However, with this plural gate type mold, the

resin

60 is filled in the order indicated by the dotted lines in FIGS. 6A, 6B and 6C, and it becomes easy for a void B to arise due to air intake at the confluence of the resin 60 streams.

When such a void B is present in the

resin

60 in the finished resin-sealed semiconductor device, it becomes easy for cracks in the resin 60 to arise at the portion of the void B, which adversely affects the reliability of the device.

Also, as described in connection with FIGS. 4A and 4B, the

runner

970 is formed along the surfaces of the lead portions 30 of the lead frame, and the resin 60 flows along the lead portions 30 positioned in the runner 970 and is injected through the gate 980 into the cavity 940.

For this reason, as shown in FIG. 4B, it is easy for resin burs to remain at sites K 1 and K2 positioned in the vicinity of the gate 980 and the runner 970 of the lead portions 30 after the mold 900 has been removed.

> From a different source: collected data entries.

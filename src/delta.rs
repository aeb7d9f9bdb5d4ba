//! Structural deltas between consecutive snapshots.
//!
//! A [`Delta`] encodes, per node pair, what changed from snapshot `t` to
//! snapshot `t + 1`: `+1` for an appearing edge, `-1` for a disappearing edge,
//! absent for unchanged pairs. [`compute_delta`] produces one delta per
//! adjacent snapshot pair, so a series of length `T` yields `T - 1` deltas.
//!
//! Deltas are graph-like structures in their own right (fixed node set,
//! weighted changed pairs) so downstream consumers can treat them uniformly
//! with snapshots.

use std::collections::BTreeMap;

use serde::{Deserialize, Serialize};

use crate::error::DeltaError;
use crate::series::TimeSeries;

/// Result type for delta operations.
pub type DeltaResult<T> = std::result::Result<T, DeltaError>;

/// Edge-wise structural change between two snapshots of equal node count.
///
/// Only changed pairs are stored; unchanged pairs are implicitly zero.
/// Computed once per adjacent snapshot pair and immutable thereafter.
#[derive(Debug, Clone, PartialEq, Eq, Serialize, Deserialize)]
pub struct Delta {
    num_nodes: usize,
    changes: BTreeMap<(u32, u32), i8>,
}

impl Delta {
    /// The fixed node count this delta is defined over.
    pub fn num_nodes(&self) -> usize {
        self.num_nodes
    }

    /// Number of changed node pairs.
    pub fn num_changes(&self) -> usize {
        self.changes.len()
    }

    /// The change value for a node pair: `+1`, `-1`, or `0` if unchanged.
    pub fn change(&self, a: u32, b: u32) -> i8 {
        self.changes
            .get(&(a.min(b), a.max(b)))
            .copied()
            .unwrap_or(0)
    }

    /// Iterate over changed pairs in canonical order.
    pub fn changes(&self) -> impl Iterator<Item = ((u32, u32), i8)> + '_ {
        self.changes.iter().map(|(&pair, &sign)| (pair, sign))
    }

    /// Split a signed delta into positive-only and negative-only layers.
    ///
    /// Both layers carry magnitude `1` per changed pair, so each is a plain
    /// binary change mask. An absolute-mode delta has no negative entries and
    /// splits into `(self, empty)`.
    pub fn split_channels(&self) -> (Delta, Delta) {
        let positive = self
            .changes
            .iter()
            .filter(|&(_, &sign)| sign > 0)
            .map(|(&pair, _)| (pair, 1))
            .collect();
        let negative = self
            .changes
            .iter()
            .filter(|&(_, &sign)| sign < 0)
            .map(|(&pair, _)| (pair, 1))
            .collect();
        (
            Delta {
                num_nodes: self.num_nodes,
                changes: positive,
            },
            Delta {
                num_nodes: self.num_nodes,
                changes: negative,
            },
        )
    }
}

/// Compute the deltas along a time series.
///
/// Returns `len(series) - 1` deltas, where delta `i` captures the change from
/// snapshot `i` to snapshot `i + 1`. With `signed` false (absolute mode) every
/// changed pair is recorded with magnitude `1` regardless of direction.
///
/// Pure and side-effect-free; safe to run concurrently over disjoint series.
pub fn compute_delta(series: &TimeSeries, signed: bool) -> DeltaResult<Vec<Delta>> {
    let snapshots = series.snapshots();
    let mut deltas = Vec::with_capacity(snapshots.len().saturating_sub(1));

    for (step, pair) in snapshots.windows(2).enumerate() {
        let (prev, next) = (&pair[0], &pair[1]);
        // The series constructor enforces a constant node count, but data
        // loaded from disk bypasses it; re-check before diffing.
        if prev.num_nodes() != next.num_nodes() {
            return Err(DeltaError::ShapeMismatch {
                step,
                expected: prev.num_nodes(),
                actual: next.num_nodes(),
            });
        }

        let mut changes = BTreeMap::new();
        for &edge in next.edge_set().difference(prev.edge_set()) {
            changes.insert(edge, 1);
        }
        let removal = if signed { -1 } else { 1 };
        for &edge in prev.edge_set().difference(next.edge_set()) {
            changes.insert(edge, removal);
        }

        deltas.push(Delta {
            num_nodes: prev.num_nodes(),
            changes,
        });
    }

    Ok(deltas)
}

It is easy for such resin burs to attract dust and foreign matter and thereby lead to breaking of the lead portions 30 or become a problem in later processes such as the formation process.

SUMMARY OF THE INVENTION

In view of the above-described problems, it is an object of the present invention to achieve an appropriate balance between the prevention of voids in resin and the prevention of short circuits between bonding wires in a resin-sealed semiconductor device.

In order to achieve this object, a first aspect of the invention provides a method of fabricating a resin-sealed semiconductor device in which a semiconductor device formed by disposing the undersurface of a semiconductor chip on one side of an island portion of a lead frame and connecting the surface of the semiconductor chip to lead portions of the lead frame disposed around the semiconductor chip with plural bonding wires, is disposed inside a cavity of a forming die and resin is injected through a gate of the forming die into the cavity to seal the semiconductor device with the resin in a state where portions of the lead portions are exposed. The gate of the forming die is disposed only in a surface of the cavity facing the surface of the semiconductor chip. The resin is injected through the gate towards the surface of the semiconductor chip.

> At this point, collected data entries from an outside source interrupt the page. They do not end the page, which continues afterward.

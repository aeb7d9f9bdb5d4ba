//! Tensor-ready graph encodings and the embedding capability seam.
//!
//! [`Embed`] is the boundary to whatever turns a [`Snapshot`] into a
//! [`TensorGraph`]; the pipeline only requires that node ordering and count
//! survive the conversion, so the identity feature matrix attached afterwards
//! stays valid. [`EdgeIndexEmbedder`] is the built-in backend: a COO
//! edge-index encoding with both directions per undirected edge, the layout
//! batched graph learners consume.

use ndarray::Array2;
use serde::{Deserialize, Serialize};

use crate::error::EmbedError;
use crate::series::Snapshot;

/// Result type for embedding operations.
pub type EmbedResult<T> = std::result::Result<T, EmbedError>;

/// A graph in tensor form: COO edge index plus per-node feature matrix.
#[derive(Debug, Clone, PartialEq, Serialize, Deserialize)]
pub struct TensorGraph {
    num_nodes: usize,
    /// `2 x num_directed_edges`: row 0 sources, row 1 targets.
    edge_index: Array2<i64>,
    /// `num_nodes x feature_dim`; empty until features are attached.
    features: Array2<f32>,
}

impl TensorGraph {
    /// Build a tensor graph from an edge-index array.
    ///
    /// The array must have exactly two rows and every endpoint must lie in
    /// `0..num_nodes`.
    pub fn new(num_nodes: usize, edge_index: Array2<i64>) -> EmbedResult<Self> {
        if edge_index.nrows() != 2 {
            return Err(EmbedError::Failed {
                message: format!("edge index must have 2 rows, got {}", edge_index.nrows()),
            });
        }
        if let Some(&node) = edge_index
            .iter()
            .find(|&&n| n < 0 || n >= num_nodes as i64)
        {
            return Err(EmbedError::Failed {
                message: format!("edge endpoint {node} out of range for {num_nodes} nodes"),
            });
        }
        Ok(Self {
            num_nodes,
            edge_index,
            features: Array2::zeros((0, 0)),
        })
    }

    /// Node count of the underlying snapshot.
    pub fn num_nodes(&self) -> usize {
        self.num_nodes
    }

    /// Number of directed edges in the COO encoding.
    pub fn num_directed_edges(&self) -> usize {
        self.edge_index.ncols()
    }

    /// The `2 x E` edge-index array.
    pub fn edge_index(&self) -> &Array2<i64> {
        &self.edge_index
    }

    /// The per-node feature matrix (empty until attached).
    pub fn features(&self) -> &Array2<f32> {
        &self.features
    }

    /// Attach one-hot node-identity features: the `n x n` identity matrix.
    pub fn attach_identity_features(&mut self) {
        self.features = Array2::eye(self.num_nodes);
    }
}

/// The embedding capability: snapshot in, tensor graph out.
///
/// Implementations must preserve node ordering and count. `Sync` because the
/// pipeline fans embedding out across a worker pool.
pub trait Embed: Sync {
    fn embed(&self, snapshot: &Snapshot) -> EmbedResult<TensorGraph>;
}

/// Built-in embedder producing a COO edge index via the petgraph view.
///
/// Each undirected edge contributes both directions (self-loops once), in the
/// snapshot's canonical edge order, so the encoding is deterministic.
#[derive(Debug, Clone, Copy, Default)]
pub struct EdgeIndexEmbedder;

impl Embed for EdgeIndexEmbedder {
    fn embed(&self, snapshot: &Snapshot) -> EmbedResult<TensorGraph> {
        let graph = snapshot.to_petgraph();

        let mut sources = Vec::with_capacity(graph.edge_count() * 2);
        let mut targets = Vec::with_capacity(graph.edge_count() * 2);
        for edge in graph.edge_indices() {
            let (a, b) = graph
                .edge_endpoints(edge)
                .expect("edge index from this graph");
            let (a, b) = (graph[a] as i64, graph[b] as i64);
            sources.push(a);
            targets.push(b);
            if a != b {
                sources.push(b);
                targets.push(a);
            }
        }

        let columns = sources.len();
        let mut flat = sources;
        flat.extend(targets);
        let edge_index =
            Array2::from_shape_vec((2, columns), flat).map_err(|e| EmbedError::Failed {
                message: format!("edge index shape: {e}"),
            })?;

        TensorGraph::new(snapshot.num_nodes(), edge_index)
    }
}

According to the first aspect of the invention, it becomes possible to inject the resin into the cavity from above the surface (i.e., bonding surface) of the semiconductor chip, thereby causing the resin to flow and fill the cavity with the resin.

By doing this, the wires can be prevented from flowing in the direction of adjacent wires because the resin flows in a direction substantially orthogonal to the arranging direction of the plural bonding wires present on the surface of the semiconductor chip. For this reason, short circuits resulting from wire flow can be prevented even if resin molding is conducted without using a forming die having plural gates in which voids are easily generated.

Also, in the forming die of the present invention, because the gate is disposed in the surface facing the surface of the semiconductor chip, a runner connecting the gates is not positioned along the surfaces of the lead portions of the lead frame. For this reason, it becomes difficult for resin burs adhering to the lead portions to arise.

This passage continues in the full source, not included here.